*** Opening DATA FOR PROCESSING ***

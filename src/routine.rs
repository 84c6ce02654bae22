//! Routine discovery. A routine is found lazily on first call: read the
//! locals header, then decode forward until the watermark rule proves no
//! more bytes are reachable.

use crate::fault::Fault;
use crate::instruction::{Instruction, InstructionCache};
use crate::memory::Memory;
use log::debug;
use std::cell::RefCell;
use std::rc::Rc;

/// Safety valve against scanning off into data on malformed images.
const MAX_ROUTINE_INSTRUCTIONS: usize = 20_000;

/// A callable bytecode procedure: locals header plus instruction stream.
pub struct Routine {
    pub addr: u32,
    pub num_locals: u8,
    /// V1-4 carry initial local values in the header; V5+ locals start
    /// at zero.
    pub local_defaults: Vec<u16>,
    /// First instruction address (after the header, if any).
    pub code_start: u32,
    pub instructions: Vec<Rc<Instruction>>,
    /// Debug label; not semantically load-bearing.
    pub name: RefCell<String>,
}

impl Routine {
    /// Distance from the routine address to the end of its last
    /// instruction.
    pub fn len(&self) -> usize {
        match self.instructions.last() {
            Some(last) => (last.next_addr() - self.addr) as usize,
            None => (self.code_start - self.addr) as usize,
        }
    }

    pub fn is_empty(&self) -> bool {
        self.instructions.is_empty()
    }

    /// Build a routine at `addr`, reading the locals header first.
    pub fn build(
        mem: &Memory,
        cache: &mut InstructionCache,
        addr: u32,
        version: u8,
    ) -> Result<Routine, Fault> {
        let num_locals = mem.read_byte(addr)?;
        if num_locals > 15 {
            return Err(Fault::Decode {
                addr,
                reason: format!("routine header claims {num_locals} locals"),
            });
        }

        let mut code_start = addr + 1;
        let mut local_defaults = vec![0u16; num_locals as usize];
        if version <= 4 {
            for slot in local_defaults.iter_mut() {
                *slot = mem.read_word(code_start)?;
                code_start += 2;
            }
        }

        let instructions = scan_instructions(mem, cache, code_start, version)?;
        Ok(Routine {
            addr,
            num_locals,
            local_defaults,
            code_start,
            instructions,
            name: RefCell::new(format!("R{addr:05x}")),
        })
    }

    /// Build the entry pseudo-routine for V1-5 stories, whose initial PC
    /// points straight at an instruction with no locals header.
    pub fn build_main(
        mem: &Memory,
        cache: &mut InstructionCache,
        addr: u32,
        version: u8,
    ) -> Result<Routine, Fault> {
        let instructions = scan_instructions(mem, cache, addr, version)?;
        Ok(Routine {
            addr,
            num_locals: 0,
            local_defaults: Vec::new(),
            code_start: addr,
            instructions,
            name: RefCell::new("main".to_string()),
        })
    }
}

/// Linear decode with the watermark termination rule: track the highest
/// branch/jump target seen, and stop at a return/quit-class instruction
/// only once decode has moved past that watermark. This tolerates forward
/// branches past apparent routine ends and backward jumps over dead code.
fn scan_instructions(
    mem: &Memory,
    cache: &mut InstructionCache,
    code_start: u32,
    version: u8,
) -> Result<Vec<Rc<Instruction>>, Fault> {
    let mut instructions = Vec::new();
    let mut at = code_start;
    let mut watermark = code_start;

    loop {
        let inst = cache.decode(mem, at, version)?;
        at = inst.next_addr();

        for target in [inst.branch_target_addr(), inst.jump_target_addr()]
            .into_iter()
            .flatten()
        {
            if target > watermark {
                watermark = target;
            }
        }

        let terminal = inst.is_terminal(version);
        instructions.push(inst);

        if terminal && at > watermark {
            break;
        }
        if instructions.len() >= MAX_ROUTINE_INSTRUCTIONS {
            return Err(Fault::Decode {
                addr: code_start,
                reason: "routine scan exceeded instruction limit".to_string(),
            });
        }
    }

    debug!(
        "routine scan at {:#06x}: {} instructions, end {:#06x}",
        code_start,
        instructions.len(),
        at
    );
    Ok(instructions)
}

#[cfg(test)]
mod tests {
    use super::*;
    use test_log::test;

    fn mem_from(code: &[u8]) -> Memory {
        let mut bytes = vec![0u8; 0x40];
        bytes.extend_from_slice(code);
        bytes.resize(bytes.len() + 8, 0);
        Memory::new(bytes, 0x40)
    }

    #[test]
    fn reads_v3_locals_header() {
        // 2 locals with defaults 0x0005 and 0x0a00, then rtrue
        let r = {
            let mem = mem_from(&[0x02, 0x00, 0x05, 0x0A, 0x00, 0xB0]);
            let mut cache = InstructionCache::new();
            Routine::build(&mem, &mut cache, 0x40, 3).unwrap()
        };
        assert_eq!(r.num_locals, 2);
        assert_eq!(r.local_defaults, vec![0x0005, 0x0A00]);
        assert_eq!(r.code_start, 0x45);
        assert_eq!(r.instructions.len(), 1);
        assert_eq!(r.len(), 6);
    }

    #[test]
    fn v5_locals_have_no_default_words() {
        let mem = mem_from(&[0x03, 0xB0]);
        let mut cache = InstructionCache::new();
        let r = Routine::build(&mem, &mut cache, 0x40, 5).unwrap();
        assert_eq!(r.num_locals, 3);
        assert_eq!(r.local_defaults, vec![0, 0, 0]);
        assert_eq!(r.code_start, 0x41);
        assert_eq!(r.instructions.len(), 1);
    }

    #[test]
    fn rejects_bogus_locals_count() {
        let mem = mem_from(&[0x20, 0xB0]);
        let mut cache = InstructionCache::new();
        assert!(matches!(
            Routine::build(&mem, &mut cache, 0x40, 3),
            Err(Fault::Decode { .. })
        ));
    }

    #[test]
    fn watermark_scans_past_apparent_end() {
        // 0 locals:
        //   0x41: jz (SP) [TRUE: 0x48]   (branch over the rtrue)
        //   0x45: rtrue                  (apparent end, but watermark=0x48)
        //   0x46: nop
        //   0x47: nop
        //   0x48: rfalse                 (real end)
        let mem = mem_from(&[
            0x00, // locals
            0xA0, 0x00, 0xBF, 0xFF, // jz (SP), 2-byte branch, raw offset…
            0xB0, // rtrue
            0xB4, // nop
            0xB4, // nop
            0xB1, // rfalse
        ]);
        // Patch branch bytes for offset +5: target = 0x45 + 5 - 2 = 0x48.
        // Two-byte form, on_true: 0x80 | 0x00, low byte 0x05.
        let mem = {
            let mut bytes = mem.bytes().to_vec();
            bytes[0x43] = 0x80;
            bytes[0x44] = 0x05;
            Memory::new(bytes, 0x40)
        };
        let mut cache = InstructionCache::new();
        let r = Routine::build(&mem, &mut cache, 0x40, 3).unwrap();
        let names: Vec<&str> = r.instructions.iter().map(|i| i.name(3)).collect();
        assert_eq!(names, vec!["jz", "rtrue", "nop", "nop", "rfalse"]);
    }

    #[test]
    fn backward_jump_ends_scan() {
        // 0x41: nop
        // 0x42: jump back to 0x41 (offset -1: target = 0x45 + (-4) - 2… )
        let mem = mem_from(&[
            0x00, // locals
            0xB4, // nop
            0x8C, 0xFF, 0xFC, // jump -4 => target 0x45 - 4 - 2 = 0x3f… adjust below
        ]);
        let mut cache = InstructionCache::new();
        let r = Routine::build(&mem, &mut cache, 0x40, 3).unwrap();
        // jump is terminal and its backward target never raises the
        // watermark, so the scan stops right after it.
        assert_eq!(r.instructions.len(), 2);
        assert_eq!(r.instructions[1].name(3), "jump");
    }

    #[test]
    fn main_routine_has_no_header() {
        let mem = mem_from(&[0xB4, 0xB0]);
        let mut cache = InstructionCache::new();
        let r = Routine::build_main(&mem, &mut cache, 0x40, 3).unwrap();
        assert_eq!(r.num_locals, 0);
        assert_eq!(r.code_start, 0x40);
        assert_eq!(r.instructions.len(), 2);
        assert_eq!(*r.name.borrow(), "main");
    }
}
//! Generators for the object-model opcodes: tree navigation, attribute
//! bits, and property-table access.

use crate::fault::Fault;
use crate::instruction::Instruction;
use crate::jit::dispatch::{GenCtx, GenOut};
use crate::jit::ops::{Cond, Op};
use crate::jit::reuse::Fuse;

pub fn get_prop(ctx: &GenCtx, inst: &Instruction, fuse: Fuse) -> Result<GenOut, Fault> {
    let srcs = ctx.srcs(inst, fuse);
    Ok(GenOut::one(Op::GetProp {
        obj: ctx.arg(inst, &srcs, 0)?,
        prop: ctx.arg(inst, &srcs, 1)?,
        dest: ctx.dest(inst, fuse)?,
    }))
}

pub fn get_prop_addr(ctx: &GenCtx, inst: &Instruction, fuse: Fuse) -> Result<GenOut, Fault> {
    let srcs = ctx.srcs(inst, fuse);
    Ok(GenOut::one(Op::GetPropAddr {
        obj: ctx.arg(inst, &srcs, 0)?,
        prop: ctx.arg(inst, &srcs, 1)?,
        dest: ctx.dest(inst, fuse)?,
    }))
}

pub fn get_next_prop(ctx: &GenCtx, inst: &Instruction, fuse: Fuse) -> Result<GenOut, Fault> {
    let srcs = ctx.srcs(inst, fuse);
    Ok(GenOut::one(Op::GetNextProp {
        obj: ctx.arg(inst, &srcs, 0)?,
        prop: ctx.arg(inst, &srcs, 1)?,
        dest: ctx.dest(inst, fuse)?,
    }))
}

pub fn get_prop_len(ctx: &GenCtx, inst: &Instruction, fuse: Fuse) -> Result<GenOut, Fault> {
    let srcs = ctx.srcs(inst, fuse);
    Ok(GenOut::one(Op::GetPropLen {
        addr: ctx.arg(inst, &srcs, 0)?,
        dest: ctx.dest(inst, fuse)?,
    }))
}

pub fn put_prop(ctx: &GenCtx, inst: &Instruction, fuse: Fuse) -> Result<GenOut, Fault> {
    let srcs = ctx.srcs(inst, fuse);
    Ok(GenOut::one(Op::PutProp {
        obj: ctx.arg(inst, &srcs, 0)?,
        prop: ctx.arg(inst, &srcs, 1)?,
        value: ctx.arg(inst, &srcs, 2)?,
    }))
}

pub fn get_parent(ctx: &GenCtx, inst: &Instruction, fuse: Fuse) -> Result<GenOut, Fault> {
    let srcs = ctx.srcs(inst, fuse);
    Ok(GenOut::one(Op::GetParent {
        obj: ctx.arg(inst, &srcs, 0)?,
        dest: ctx.dest(inst, fuse)?,
    }))
}

pub fn get_child(ctx: &GenCtx, inst: &Instruction, fuse: Fuse) -> Result<GenOut, Fault> {
    let srcs = ctx.srcs(inst, fuse);
    Ok(GenOut::branch(Cond::GetChild {
        obj: ctx.arg(inst, &srcs, 0)?,
        dest: ctx.dest(inst, fuse)?,
    }))
}

pub fn get_sibling(ctx: &GenCtx, inst: &Instruction, fuse: Fuse) -> Result<GenOut, Fault> {
    let srcs = ctx.srcs(inst, fuse);
    Ok(GenOut::branch(Cond::GetSibling {
        obj: ctx.arg(inst, &srcs, 0)?,
        dest: ctx.dest(inst, fuse)?,
    }))
}

pub fn jin(ctx: &GenCtx, inst: &Instruction, fuse: Fuse) -> Result<GenOut, Fault> {
    let srcs = ctx.srcs(inst, fuse);
    Ok(GenOut::branch(Cond::Jin {
        child: ctx.arg(inst, &srcs, 0)?,
        parent: ctx.arg(inst, &srcs, 1)?,
    }))
}

pub fn test_attr(ctx: &GenCtx, inst: &Instruction, fuse: Fuse) -> Result<GenOut, Fault> {
    let srcs = ctx.srcs(inst, fuse);
    Ok(GenOut::branch(Cond::TestAttr {
        obj: ctx.arg(inst, &srcs, 0)?,
        attr: ctx.arg(inst, &srcs, 1)?,
    }))
}

pub fn set_attr(ctx: &GenCtx, inst: &Instruction, fuse: Fuse) -> Result<GenOut, Fault> {
    let srcs = ctx.srcs(inst, fuse);
    Ok(GenOut::one(Op::SetAttr {
        obj: ctx.arg(inst, &srcs, 0)?,
        attr: ctx.arg(inst, &srcs, 1)?,
    }))
}

pub fn clear_attr(ctx: &GenCtx, inst: &Instruction, fuse: Fuse) -> Result<GenOut, Fault> {
    let srcs = ctx.srcs(inst, fuse);
    Ok(GenOut::one(Op::ClearAttr {
        obj: ctx.arg(inst, &srcs, 0)?,
        attr: ctx.arg(inst, &srcs, 1)?,
    }))
}

pub fn insert_obj(ctx: &GenCtx, inst: &Instruction, fuse: Fuse) -> Result<GenOut, Fault> {
    let srcs = ctx.srcs(inst, fuse);
    Ok(GenOut::one(Op::InsertObj {
        obj: ctx.arg(inst, &srcs, 0)?,
        into: ctx.arg(inst, &srcs, 1)?,
    }))
}

pub fn remove_obj(ctx: &GenCtx, inst: &Instruction, fuse: Fuse) -> Result<GenOut, Fault> {
    let srcs = ctx.srcs(inst, fuse);
    Ok(GenOut::one(Op::RemoveObj {
        obj: ctx.arg(inst, &srcs, 0)?,
    }))
}

pub fn print_obj(ctx: &GenCtx, inst: &Instruction, fuse: Fuse) -> Result<GenOut, Fault> {
    let srcs = ctx.srcs(inst, fuse);
    Ok(GenOut::one(Op::PrintObj {
        obj: ctx.arg(inst, &srcs, 0)?,
    }))
}
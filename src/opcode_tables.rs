//! Static opcode facts: names, store/branch/text presence, all keyed by
//! (kind, number, version). Pure lookup functions; several opcode numbers
//! change meaning between versions and are gated here in one place.

use crate::instruction::OpcodeKind;

pub fn name(kind: OpcodeKind, number: u8, version: u8) -> &'static str {
    match kind {
        OpcodeKind::Op0 => op0_name(number, version),
        OpcodeKind::Op1 => op1_name(number, version),
        OpcodeKind::Op2 => op2_name(number),
        OpcodeKind::Var => var_name(number, version),
        OpcodeKind::Ext => ext_name(number),
    }
}

fn op2_name(number: u8) -> &'static str {
    match number {
        0x01 => "je",
        0x02 => "jl",
        0x03 => "jg",
        0x04 => "dec_chk",
        0x05 => "inc_chk",
        0x06 => "jin",
        0x07 => "test",
        0x08 => "or",
        0x09 => "and",
        0x0A => "test_attr",
        0x0B => "set_attr",
        0x0C => "clear_attr",
        0x0D => "store",
        0x0E => "insert_obj",
        0x0F => "loadw",
        0x10 => "loadb",
        0x11 => "get_prop",
        0x12 => "get_prop_addr",
        0x13 => "get_next_prop",
        0x14 => "add",
        0x15 => "sub",
        0x16 => "mul",
        0x17 => "div",
        0x18 => "mod",
        0x19 => "call_2s",
        0x1A => "call_2n",
        0x1B => "set_colour",
        0x1C => "throw",
        _ => "unknown_2op",
    }
}

fn op1_name(number: u8, version: u8) -> &'static str {
    match number {
        0x00 => "jz",
        0x01 => "get_sibling",
        0x02 => "get_child",
        0x03 => "get_parent",
        0x04 => "get_prop_len",
        0x05 => "inc",
        0x06 => "dec",
        0x07 => "print_addr",
        0x08 => "call_1s",
        0x09 => "remove_obj",
        0x0A => "print_obj",
        0x0B => "ret",
        0x0C => "jump",
        0x0D => "print_paddr",
        0x0E => "load",
        0x0F => {
            if version <= 4 {
                "not"
            } else {
                "call_1n"
            }
        }
        _ => "unknown_1op",
    }
}

fn op0_name(number: u8, version: u8) -> &'static str {
    match number {
        0x00 => "rtrue",
        0x01 => "rfalse",
        0x02 => "print",
        0x03 => "print_ret",
        0x04 => "nop",
        0x05 => "save",
        0x06 => "restore",
        0x07 => "restart",
        0x08 => "ret_popped",
        0x09 => {
            if version <= 4 {
                "pop"
            } else {
                "catch"
            }
        }
        0x0A => "quit",
        0x0B => "new_line",
        0x0C => "show_status",
        0x0D => "verify",
        0x0E => "extended",
        0x0F => "piracy",
        _ => "unknown_0op",
    }
}

fn var_name(number: u8, version: u8) -> &'static str {
    match number {
        0x00 => "call_vs",
        0x01 => "storew",
        0x02 => "storeb",
        0x03 => "put_prop",
        0x04 => {
            if version <= 4 {
                "sread"
            } else {
                "aread"
            }
        }
        0x05 => "print_char",
        0x06 => "print_num",
        0x07 => "random",
        0x08 => "push",
        0x09 => "pull",
        0x0A => "split_window",
        0x0B => "set_window",
        0x0C => "call_vs2",
        0x0D => "erase_window",
        0x0E => "erase_line",
        0x0F => "set_cursor",
        0x10 => "get_cursor",
        0x11 => "set_text_style",
        0x12 => "buffer_mode",
        0x13 => "output_stream",
        0x14 => "input_stream",
        0x15 => "sound_effect",
        0x16 => "read_char",
        0x17 => "scan_table",
        0x18 => "not",
        0x19 => "call_vn",
        0x1A => "call_vn2",
        0x1B => "tokenise",
        0x1C => "encode_text",
        0x1D => "copy_table",
        0x1E => "print_table",
        0x1F => "check_arg_count",
        _ => "unknown_var",
    }
}

fn ext_name(number: u8) -> &'static str {
    match number {
        0x00 => "save",
        0x01 => "restore",
        0x02 => "log_shift",
        0x03 => "art_shift",
        0x04 => "set_font",
        0x09 => "save_undo",
        0x0A => "restore_undo",
        0x0B => "print_unicode",
        0x0C => "check_unicode",
        _ => "unknown_ext",
    }
}

/// Does this instruction carry a store byte?
pub fn stores_result(kind: OpcodeKind, number: u8, version: u8) -> bool {
    match kind {
        OpcodeKind::Op2 => matches!(number, 0x08..=0x09 | 0x0F..=0x13 | 0x14..=0x18 | 0x19),
        OpcodeKind::Op1 => match number {
            0x01..=0x04 | 0x08 | 0x0E => true,
            0x0F => version <= 4, // not stores; call_1n (V5+) does not
            _ => false,
        },
        OpcodeKind::Op0 => match number {
            0x05 | 0x06 => version == 4, // save/restore become store-form in V4
            0x09 => version >= 5,        // catch
            _ => false,
        },
        OpcodeKind::Var => match number {
            0x00 | 0x07 | 0x0C | 0x16 | 0x17 => true,
            0x04 => version >= 5, // aread stores the terminator
            0x18 => version >= 5, // not moved to VAR in V5
            _ => false,
        },
        OpcodeKind::Ext => matches!(number, 0x00..=0x04 | 0x09 | 0x0A | 0x0C),
    }
}

/// Does this instruction carry branch bytes?
pub fn has_branch(kind: OpcodeKind, number: u8, version: u8) -> bool {
    match kind {
        OpcodeKind::Op2 => matches!(number, 0x01..=0x07 | 0x0A),
        OpcodeKind::Op1 => matches!(number, 0x00..=0x02),
        OpcodeKind::Op0 => match number {
            0x05 | 0x06 => version <= 3, // save/restore branch in V1-3
            0x0D | 0x0F => true,         // verify, piracy
            _ => false,
        },
        OpcodeKind::Var => match number {
            0x17 => true,            // scan_table
            0x1F => version >= 5,    // check_arg_count
            _ => false,
        },
        OpcodeKind::Ext => false,
    }
}

/// Does this instruction embed a packed text payload?
pub fn has_text(kind: OpcodeKind, number: u8) -> bool {
    kind == OpcodeKind::Op0 && matches!(number, 0x02 | 0x03)
}

/// Fewest operands an opcode can execute with. The variable-operand
/// encodings can legally supply fewer than an opcode needs; running such
/// an instruction is a decode fault, not an index panic.
pub fn min_operands(kind: OpcodeKind, number: u8, version: u8) -> usize {
    match kind {
        OpcodeKind::Op2 => 2,
        OpcodeKind::Op1 => 1,
        OpcodeKind::Op0 => 0,
        OpcodeKind::Var => match number {
            0x01 | 0x02 | 0x03 | 0x17 | 0x1D => 3, // storew, storeb, put_prop, scan_table, copy_table
            0x0F | 0x1B | 0x1E => 2,               // set_cursor, tokenise, print_table
            0x1C => 4,                             // encode_text
            0x15 | 0x16 => 0,                      // sound_effect, read_char
            0x04 => {
                if version <= 3 {
                    2 // sread: text and parse
                } else {
                    1
                }
            }
            _ => 1,
        },
        OpcodeKind::Ext => match number {
            0x02 | 0x03 => 2, // shifts
            0x04 | 0x0B | 0x0C => 1,
            _ => 0,
        },
    }
}

/// Return/quit-class instructions never fall through to the lexically
/// next instruction. Used by the routine builder's termination rule and
/// the block partitioner.
pub fn is_terminal(kind: OpcodeKind, number: u8, version: u8) -> bool {
    match kind {
        OpcodeKind::Op0 => matches!(number, 0x00 | 0x01 | 0x03 | 0x07 | 0x08 | 0x0A),
        OpcodeKind::Op1 => matches!(number, 0x0B | 0x0C), // ret, jump
        OpcodeKind::Op2 => number == 0x1C && version >= 5, // throw
        _ => false,
    }
}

*** Closing DATA FOR PROCESSING ***

=== EXERCISE ===
Pull every line holding "slot" out of the records.

=== FINISHED TASK ===
            for slot in local_defaults.iter_mut() {
                *slot = mem.read_word(code_start)?;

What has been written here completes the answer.